39. Extrait de l'arrêt de la Cour de droit pénal dans la cause X. contre Ministère public de la République et canton de Genève (recours en matière pénale)
6B_734/2016 du 18 juillet 2017

Regeste

Discrimination raciale; rabaissement ou discrimination (art. 261bis al. 4 première partie CP).
Le geste de la "quenelle" (un bras tendu vers le bas avec la paume ouverte et l'autre bras replié sur l'épaule ou le haut du bras) effectué devant une synagogue par trois hommes qui s'étaient dissimulé le visage, l'un d'eux portant en outre la tenue d'assaut de l'armée suisse, réalise les éléments constitutifs de l'infraction de discrimination raciale (consid. 4).

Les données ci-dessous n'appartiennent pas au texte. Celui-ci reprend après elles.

//! Authentication and profile endpoints

use axum::{extract::State, http::StatusCode, Json};

use crate::{
    error::AppResult,
    models::user::{
        AuthResponse, LoginRequest, Profile, ProfileUpdated, RegisterUser, UpdateProfile, User,
    },
    AppState,
};

use super::{AuthenticatedUser, JsonBody};

/// Register a new user
#[utoipa::path(
    post,
    path = "/auth/register",
    tag = "auth",
    request_body = RegisterUser,
    responses(
        (status = 201, description = "User registered", body = AuthResponse),
        (status = 400, description = "Invalid input or email already registered")
    )
)]
pub async fn register(
    State(state): State<AppState>,
    JsonBody(data): JsonBody<RegisterUser>,
) -> AppResult<(StatusCode, Json<AuthResponse>)> {
    let response = state.services.auth.register(&data).await?;
    Ok((StatusCode::CREATED, Json(response)))
}

/// Login with email and password
#[utoipa::path(
    post,
    path = "/auth/login",
    tag = "auth",
    request_body = LoginRequest,
    responses(
        (status = 200, description = "Login successful", body = AuthResponse),
        (status = 401, description = "Invalid credentials")
    )
)]
pub async fn login(
    State(state): State<AppState>,
    JsonBody(credentials): JsonBody<LoginRequest>,
) -> AppResult<Json<AuthResponse>> {
    let response = state.services.auth.authenticate(&credentials).await?;
    Ok(Json(response))
}

/// Get the current user's profile
#[utoipa::path(
    get,
    path = "/auth/profile",
    tag = "auth",
    security(("bearer_auth" = [])),
    responses(
        (status = 200, description = "Current user", body = Profile),
        (status = 401, description = "Not authenticated")
    )
)]
pub async fn get_profile(
    State(state): State<AppState>,
    AuthenticatedUser(claims): AuthenticatedUser,
) -> AppResult<Json<Profile>> {
    let profile = state.services.auth.profile(claims.user_id).await?;
    Ok(Json(profile))
}

/// Update the current user's profile
#[utoipa::path(
    put,
    path = "/auth/profile",
    tag = "auth",
    security(("bearer_auth" = [])),
    request_body = UpdateProfile,
    responses(
        (status = 200, description = "Profile updated with a fresh token", body = ProfileUpdated),
        (status = 400, description = "Invalid input or email already in use"),
        (status = 401, description = "Not authenticated")
    )
)]
pub async fn update_profile(
    State(state): State<AppState>,
    AuthenticatedUser(claims): AuthenticatedUser,
    JsonBody(data): JsonBody<UpdateProfile>,
) -> AppResult<Json<ProfileUpdated>> {
    let updated = state
        .services
        .auth
        .update_profile(claims.user_id, &data)
        .await?;
    Ok(Json(updated))
}

/// List all users
#[utoipa::path(
    get,
    path = "/auth/all",
    tag = "auth",
    security(("bearer_auth" = [])),
    responses(
        (status = 200, description = "Users, without password hashes", body = Vec<User>),
        (status = 401, description = "Not authenticated")
    )
)]
pub async fn list_users(
    State(state): State<AppState>,
    AuthenticatedUser(_claims): AuthenticatedUser,
) -> AppResult<Json<Vec<User>>> {
    let users = state.services.auth.list_users().await?;
    Ok(Json(users))
}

Faits à partir de page 309

BGE 143 IV 308 S. 309

A. Par ordonnance pénale du Ministère public du canton de Genève du 22 avril 2015, valant acte d'accusation, il a été reproché à X. d'avoir, à la fin de l'année 2013, en compagnie de A. et de B., effectué le geste de la "quenelle" devant la synagogue de Genève.
B. et A. ont été reconnus coupables, par ordonnances pénales actuellement en force, de discrimination raciale - et d'abus et dilapidation du matériel (art. 73 du code pénal militaire) s'agissant du premier -, et condamnés à une peine pécuniaire de 100, respectivement 90 jours-amende, à 30 fr. l'unité, avec sursis durant deux ans.
Statuant sur l'opposition de X., le Tribunal de police du canton de Genève l'a acquitté du chef de discrimination raciale (art. 261bis al. 2, 3 et 4, 1re partie, CP) par jugement du 13 avril 2015.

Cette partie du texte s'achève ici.